> [Work required]:
In the listing below, find each line containing "KeyNormalizer" and report it.

> [Data to process]:
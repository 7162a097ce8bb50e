use std::fmt;
use std::str::FromStr;

use serde::{Deserialize, Serialize};

/// Kind of tracker issue a commit is attributed to.
///
/// # Examples
///
/// ```
/// use stratum_core::IssueKind;
///
/// let k: IssueKind = serde_json::from_str("\"bug\"").unwrap();
/// assert_eq!(k, IssueKind::Bug);
///
/// // An empty kind reads as unknown.
/// let k: IssueKind = serde_json::from_str("\"\"").unwrap();
/// assert_eq!(k, IssueKind::Unknown);
/// ```
#[derive(
    Debug, Clone, Copy, Default, PartialEq, Eq, PartialOrd, Ord, Hash, Serialize, Deserialize,
)]
#[serde(rename_all = "lowercase")]
pub enum IssueKind {
    /// A defect report.
    Bug,
    /// A user story or improvement.
    Story,
    /// No issue, or an issue missing from the tracker index.
    #[default]
    #[serde(alias = "")]
    Unknown,
}

impl fmt::Display for IssueKind {
    fn fmt(&self, f: &mut fmt::Formatter<'_>) -> fmt::Result {
        match self {
            IssueKind::Bug => write!(f, "bug"),
            IssueKind::Story => write!(f, "story"),
            IssueKind::Unknown => write!(f, "unknown"),
        }
    }
}

impl FromStr for IssueKind {
    type Err = String;

    fn from_str(s: &str) -> Result<Self, Self::Err> {
        match s.to_lowercase().as_str() {
            "bug" => Ok(IssueKind::Bug),
            "story" => Ok(IssueKind::Story),
            "unknown" | "" => Ok(IssueKind::Unknown),
            other => Err(format!("unknown issue kind: {other}")),
        }
    }
}

/// A tracker issue reference.
///
/// An empty `id` means the commit is unattributed.
///
/// # Examples
///
/// ```
/// use stratum_core::{Issue, IssueKind};
///
/// let issue = Issue::new("812", IssueKind::Story);
/// assert!(!issue.is_unattributed());
/// assert!(Issue::default().is_unattributed());
/// ```
#[derive(Debug, Clone, Default, PartialEq, Eq, Serialize, Deserialize)]
pub struct Issue {
    /// Tracker identifier, without any `#` prefix.
    #[serde(default)]
    pub id: String,
    /// Issue classification.
    #[serde(default)]
    pub kind: IssueKind,
}

impl Issue {
    pub fn new(id: impl Into<String>, kind: IssueKind) -> Self {
        Self {
            id: id.into(),
            kind,
        }
    }

    pub fn is_unattributed(&self) -> bool {
        self.id.is_empty()
    }
}

/// Representative metadata of one logical commit.
#[derive(Debug, Clone, Default, PartialEq, Eq, Serialize, Deserialize)]
#[serde(rename_all = "camelCase")]
pub struct Change {
    /// Author name as exported.
    pub author: String,
    /// Normalized (truncated) comment or commit subject.
    pub comment: String,
    /// Canonical timestamp (`dd/mm/yyyy HH:MM`) or git ISO date.
    pub modified: String,
    /// Raw version-control identifiers that make up this commit.
    #[serde(default)]
    pub raw_ids: Vec<String>,
}

/// The final unit of analysis: a changeset with its attribution and files.
///
/// # Examples
///
/// ```
/// use stratum_core::{Change, Commit, Issue, IssueKind};
///
/// let commit = Commit {
///     feature: "Billing".into(),
///     issue: Issue::new("42", IssueKind::Bug),
///     change: Change {
///         author: "ana".into(),
///         comment: "fix rounding".into(),
///         modified: "15/03/2010 14:30".into(),
///         raw_ids: vec!["_a1".into()],
///     },
///     files: vec!["siop/siop-ejb/src/Billing.java".into()],
/// };
/// let json = serde_json::to_value(&commit).unwrap();
/// assert_eq!(json["change"]["rawIds"][0], "_a1");
/// ```
#[derive(Debug, Clone, Default, PartialEq, Eq, Serialize, Deserialize)]
#[serde(rename_all = "camelCase")]
pub struct Commit {
    /// Feature name; empty when unknown.
    #[serde(default)]
    pub feature: String,
    /// Attributed issue.
    #[serde(default)]
    pub issue: Issue,
    /// Commit metadata.
    pub change: Change,
    /// Touched file paths in discovery order, duplicates preserved.
    #[serde(default)]
    pub files: Vec<String>,
}

/// Target project whose data and layer rules are being analyzed.
///
/// # Examples
///
/// ```
/// use stratum_core::Project;
///
/// let p: Project = "ofbiz".parse().unwrap();
/// assert_eq!(p.ticket_pattern(), Some(r"OFBIZ-\d+"));
/// assert!(Project::Siop.ticket_pattern().is_none());
/// ```
#[derive(Debug, Clone, Copy, Default, PartialEq, Eq, Hash, Serialize, Deserialize)]
#[serde(rename_all = "lowercase")]
pub enum Project {
    /// Linked VCS export + tracker CSVs.
    #[default]
    Siop,
    /// Apache OFBiz, git + JIRA issue list.
    Ofbiz,
    /// OpenMRS core, git + JIRA issue list.
    Openmrs,
}

impl Project {
    /// Ticket-id pattern found in commit subjects of git-hosted projects.
    pub fn ticket_pattern(self) -> Option<&'static str> {
        match self {
            Project::Siop => None,
            Project::Ofbiz => Some(r"OFBIZ-\d+"),
            Project::Openmrs => Some(r"TRUNK-\d+"),
        }
    }

    /// Whether commits come from a git repository rather than linked exports.
    pub fn is_git_hosted(self) -> bool {
        self.ticket_pattern().is_some()
    }
}

impl fmt::Display for Project {
    fn fmt(&self, f: &mut fmt::Formatter<'_>) -> fmt::Result {
        match self {
            Project::Siop => write!(f, "siop"),
            Project::Ofbiz => write!(f, "ofbiz"),
            Project::Openmrs => write!(f, "openmrs"),
        }
    }
}

impl FromStr for Project {
    type Err = String;

    fn from_str(s: &str) -> Result<Self, Self::Err> {
        match s.to_lowercase().as_str() {
            "siop" => Ok(Project::Siop),
            "ofbiz" => Ok(Project::Ofbiz),
            "openmrs" => Ok(Project::Openmrs),
            other => Err(format!("unknown project: {other}")),
        }
    }
}

/// Output format for CLI subcommands.
///
/// Implements [`FromStr`] so it can be used directly with `clap` argument parsing.
///
/// # Examples
///
/// ```
/// use stratum_core::OutputFormat;
///
/// let fmt: OutputFormat = "json".parse().unwrap();
/// assert_eq!(fmt, OutputFormat::Json);
///
/// let fmt: OutputFormat = "md".parse().unwrap();
/// assert_eq!(fmt, OutputFormat::Markdown);
/// ```
#[derive(Debug, Clone, Copy, Default, PartialEq, Eq, Serialize, Deserialize)]
#[serde(rename_all = "lowercase")]
pub enum OutputFormat {
    /// Human-readable key/value text.
    #[default]
    Text,
    /// Machine-readable JSON with camelCase keys.
    Json,
    /// Markdown-formatted output.
    Markdown,
}

impl fmt::Display for OutputFormat {
    fn fmt(&self, f: &mut fmt::Formatter<'_>) -> fmt::Result {
        match self {
            OutputFormat::Text => write!(f, "text"),
            OutputFormat::Json => write!(f, "json"),
            OutputFormat::Markdown => write!(f, "markdown"),
        }
    }
}

impl FromStr for OutputFormat {
    type Err = String;

    fn from_str(s: &str) -> Result<Self, Self::Err> {
        match s.to_lowercase().as_str() {
            "text" => Ok(OutputFormat::Text),
            "json" => Ok(OutputFormat::Json),
            "markdown" | "md" => Ok(OutputFormat::Markdown),
            other => Err(format!("unknown output format: {other}")),
        }
    }
}

#[cfg(test)]
mod tests {
    use super::*;

    #[test]
    fn output_format_from_str() {
        assert_eq!("text".parse::<OutputFormat>().unwrap(), OutputFormat::Text);
        assert_eq!("json".parse::<OutputFormat>().unwrap(), OutputFormat::Json);
        assert_eq!(
            "markdown".parse::<OutputFormat>().unwrap(),
            OutputFormat::Markdown
        );
        assert_eq!("JSON".parse::<OutputFormat>().unwrap(), OutputFormat::Json);
        assert!("xml".parse::<OutputFormat>().is_err());
    }

    #[test]
    fn issue_kind_round_trips_through_display() {
        for kind in [IssueKind::Bug, IssueKind::Story, IssueKind::Unknown] {
            assert_eq!(kind.to_string().parse::<IssueKind>().unwrap(), kind);
        }
        assert!("epic".parse::<IssueKind>().is_err());
    }

    #[test]
    fn commit_deserializes_with_missing_attribution() {
        let json = r#"{"change":{"author":"ana","comment":"","modified":"01/01/2010 00:15"}}"#;
        let commit: Commit = serde_json::from_str(json).unwrap();
        assert!(commit.issue.is_unattributed());
        assert_eq!(commit.issue.kind, IssueKind::Unknown);
        assert!(commit.feature.is_empty());
        assert!(commit.files.is_empty());
        assert!(commit.change.raw_ids.is_empty());
    }

    #[test]
    fn project_parsing() {
        assert_eq!("SIOP".parse::<Project>().unwrap(), Project::Siop);
        assert_eq!("openmrs".parse::<Project>().unwrap(), Project::Openmrs);
        assert!("linux".parse::<Project>().is_err());
        assert!(Project::Openmrs.is_git_hosted());
        assert!(!Project::Siop.is_git_hosted());
    }
}
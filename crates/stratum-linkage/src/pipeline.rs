//! One export directory in, one commit set out.

use std::path::Path;
use std::sync::Arc;

use stratum_core::{Commit, LinkageConfig, StratumConfig, StratumError};

use crate::attribution::{Attribution, AttributionConflict, AttributionResolver, UnresolvedReference};
use crate::files::{resolve_files, ChangeLister, ResolveOptions};
use crate::grouper::{group_changesets, load_exports};
use crate::normalize::KeyNormalizer;
use crate::tracker::TrackerData;

/// Attribution of every changeset group found in an export directory.
#[derive(Debug, Clone, Default)]
pub struct Linkage {
    pub attribution: Attribution,
    /// Raw changes ignored by the month guard.
    pub skipped: usize,
}

/// Group the monthly exports in `dir` and attribute them from its tracker CSVs.
///
/// # Errors
///
/// Propagates malformed exports, tracker rows, and timestamps, plus
/// unresolved references when `config.strict_references` is set.
pub fn link(dir: &Path, config: &LinkageConfig) -> Result<Linkage, StratumError> {
    let normalizer = KeyNormalizer::default();
    let resolver = AttributionResolver::from_config(normalizer, config)?;

    let batches = load_exports(dir)?;
    if batches.is_empty() {
        tracing::warn!(dir = %dir.display(), "no monthly exports found");
    }
    let index = group_changesets(resolver.normalizer(), &batches)?;
    let tracker = TrackerData::load(dir, &config.files)?;
    let attribution = resolver.resolve(&index, &tracker)?;

    Ok(Linkage {
        attribution,
        skipped: index.skipped(),
    })
}

/// Final output of the linkage pipeline.
#[derive(Debug, Clone, Default)]
pub struct Consolidation {
    /// One commit per changeset key, in key order.
    pub commits: Vec<Commit>,
    pub conflicts: Vec<AttributionConflict>,
    pub unresolved: Vec<UnresolvedReference>,
    pub skipped: usize,
}

/// Link `dir` and expand every commit's raw identifiers through `lister`.
///
/// # Errors
///
/// Everything [`link`] returns, plus the first change-listing failure.
pub async fn consolidate<L: ChangeLister>(
    dir: &Path,
    config: &StratumConfig,
    lister: Arc<L>,
    on_progress: impl FnMut(usize, usize),
) -> Result<Consolidation, StratumError> {
    let Linkage {
        attribution,
        skipped,
    } = link(dir, &config.linkage)?;
    let Attribution {
        changesets,
        conflicts,
        unresolved,
    } = attribution;

    let options = ResolveOptions::from_config(&config.resolver);
    let commits = resolve_files(changesets, lister, &options, on_progress).await?;

    Ok(Consolidation {
        commits,
        conflicts,
        unresolved,
        skipped,
    })
}
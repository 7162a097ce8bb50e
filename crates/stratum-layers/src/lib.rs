//! Architectural layer statistics over attributed commits.
//!
//! Every touched file is mapped to a model, view, or controller layer by a
//! per-project rule set. Commits are then folded into feature and issue
//! aggregates and summarized as frequency histograms.
//!
//! # Examples
//!
//! ```
//! use stratum_core::{Change, Commit, Issue, IssueKind, Project};
//! use stratum_layers::aggregate::{AggregateOptions, Aggregator};
//! use stratum_layers::classify::classifier_for;
//!
//! let commit = Commit {
//!     feature: "Billing".into(),
//!     issue: Issue::new("301", IssueKind::Bug),
//!     change: Change::default(),
//!     files: vec!["/siop-jpa/Invoice.java".into(), "/siop-war/invoice.xhtml".into()],
//! };
//! let classifier = classifier_for(Project::Siop);
//! let stats = Aggregator::new(classifier.as_ref(), AggregateOptions::default()).aggregate(&[commit]);
//! assert_eq!(stats.commits, 1);
//! assert_eq!(stats.commits_per_layer_combination["mv"], 1);
//! ```

pub mod aggregate;
pub mod classify;
pub mod combination;
pub mod report;
fn progress_bar() -> Option<indicatif::ProgressBar> {
    if !std::io::stderr().is_terminal() {
        return None;
    }
    let pb = indicatif::ProgressBar::new(0);
    let style = indicatif::ProgressStyle::with_template(
        "{spinner:.cyan} listing changes [{bar:30}] {pos}/{len} ({elapsed})",
    )
    .unwrap_or_else(|_| indicatif::ProgressStyle::default_bar());
    pb.set_style(style);
    pb.enable_steady_tick(Duration::from_millis(120));
    Some(pb)
}

fn render_activity(report: &ActivityReport, format: OutputFormat) -> Result<String> {
    let out = match format {
        OutputFormat::Json => serde_json::to_string_pretty(report).into_diagnostic()?,
        OutputFormat::Markdown => {
            let mut out = String::from("# Commit Activity\n\n");
            out.push_str(&format!("- **Commits:** {}\n", report.commits));
            out.push_str(&format!(
                "- **Mean files per commit:** {:.2}\n",
                report.mean_files_per_commit
            ));
            out.push_str(&format!(
                "- **Mean interval:** {:.2} hours\n\n",
                report.mean_interval_hours
            ));
            out.push_str("| Author | Commits |\n|---|---|\n");
            for a in &report.authors {
                out.push_str(&format!("| {} | {} |\n", a.author, a.commits));
            }
            out
        }
        OutputFormat::Text => {
            let mut out = format!(
                "Commits: {}\nMean files per commit: {:.2}\nMean interval (hours): {:.2}\n",
                report.commits, report.mean_files_per_commit, report.mean_interval_hours
            );
            out.push_str(&format!("{:-<40}\n", ""));
            for a in &report.authors {
                out.push_str(&format!("{:<32} {:>7}\n", a.author, a.commits));
            }
            out
        }
    };
    Ok(out)
}

fn print_output(out: &str) {
    if out.ends_with('\n') {
        print!("{out}");
    } else {
        println!("{out}");
    }
}

#[tokio::main]
async fn main() -> Result<()> {
    miette::set_hook(Box::new(|_| {
        Box::new(
            miette::MietteHandlerOpts::new()
                .terminal_links(true)
                .build(),
        )
    }))
    .into_diagnostic()?;
    human_panic::setup_panic!();

    let cli = Cli::parse();
    init_tracing(cli.verbose);

    let config = match &cli.config {
        Some(path) => StratumConfig::from_file(path)
            .into_diagnostic()
            .wrap_err_with(|| format!("loading {}", path.display()))?,
        None => {
            let default_path = Path::new(".stratum.toml");
            if default_path.exists() {
                StratumConfig::from_file(default_path)
                    .into_diagnostic()
                    .wrap_err("loading .stratum.toml")?
            } else {
                StratumConfig::default()
            }
        }
    };

    let use_color = match cli.color {
        ColorChoice::Always => true,
        ColorChoice::Never => false,
        ColorChoice::Auto => std::io::stdout().is_terminal() && std::env::var("NO_COLOR").is_err(),
    };

    tracing::debug!(format = %cli.format, project = %config.stats.project, "configuration loaded");

    match cli.command {
        None => {
            print_welcome(use_color);
        }
        Some(Command::Consolidate {
            ref dir,
            strict,
            concurrency,
            timeout,
        }) => {
            if !dir.is_dir() {
                miette::bail!(miette::miette!(
                    help = "Pass the directory holding the monthly *.json exports and tracker CSVs",
                    "{} is not a directory",
                    dir.display()
                ));
            }

            let mut config = config;
            config.linkage.strict_references |= strict;
            if let Some(n) = concurrency {
                if n == 0 {
                    miette::bail!("--concurrency must be at least 1");
                }
                config.resolver.concurrency = n;
            }
            if let Some(secs) = timeout {
                config.resolver.timeout_secs = secs;
            }

            let lister = Arc::new(CommandLister::from_config(&config.resolver).into_diagnostic()?);
            let bar = progress_bar();
            let result = consolidate(dir, &config, lister, |done, total| {
                if let Some(pb) = &bar {
                    pb.set_length(total as u64);
                    pb.set_position(done as u64);
                }
            })
            .await;
            if let Some(pb) = &bar {
                pb.finish_and_clear();
            }
            let result = result.into_diagnostic()?;

            eprintln!(
                "{} commits, {} conflicts, {} unresolved references, {} changes outside their month",
                result.commits.len(),
                result.conflicts.len(),
                result.unresolved.len(),
                result.skipped,
            );
            if cli.verbose {
                for conflict in &result.conflicts {
                    eprintln!(
                        "  conflict: {} ({}/{} -> {}/{})",
                        conflict.key,
                        conflict.previous.feature,
                        conflict.previous.issue.id,
                        conflict.replacement.feature,
                        conflict.replacement.issue.id,
                    );
                }
                for unresolved in &result.unresolved {
                    eprintln!(
                        "  unresolved: {} {} {:?}",
                        unresolved.source, unresolved.row_id, unresolved.descriptor
                    );
                }
            }

            println!(
                "{}",
                serde_json::to_string_pretty(&result.commits).into_diagnostic()?
            );
        }
        Some(Command::Stats {
            project,
            kind,
            min_files,
            issues_only,
            branch,
            ref inputs,
        }) => {
            let project = project.unwrap_or(config.stats.project);
            let commits = load_commits(project, inputs, branch)?;

            let mut options = AggregateOptions::from_config(&config.stats).with_issue_kind(kind);
            options.issues_only |= issues_only;
            if let Some(n) = min_files {
                options.min_files = n;
            }

            let classifier = classifier_for(project);
            let stats = Aggregator::new(classifier.as_ref(), options).aggregate(&commits);
            let out = stratum_layers::report::render(&stats, cli.format).into_diagnostic()?;
            print_output(&out);
        }
        Some(Command::Analyze {
            project,
            branch,
            ref inputs,
        }) => {
            let project = project.unwrap_or(config.stats.project);
            let commits = load_commits(project, inputs, branch)?;
            let report = analyze_activity(&commits).into_diagnostic()?;
            print_output(&render_activity(&report, cli.format)?);
        }
        Some(Command::Init) => {
            let path = Path::new(".stratum.toml");
            if path.exists() {
                miette::bail!(miette::miette!(
                    help = "Edit the existing file or remove it first",
                    ".stratum.toml already exists"
                ));
            }
            std::fs::write(path, DEFAULT_CONFIG).into_diagnostic()?;
            println!("Created .stratum.toml with default configuration");
        }
        Some(Command::Completions { shell }) => {
            let mut cmd = Cli::command();
            clap_complete::generate(shell, &mut cmd, "stratum", &mut std::io::stdout());
        }
    }

    Ok(())
}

> [Response]:
use crate::normalize::KeyNormalizer;
    let normalizer = KeyNormalizer::default();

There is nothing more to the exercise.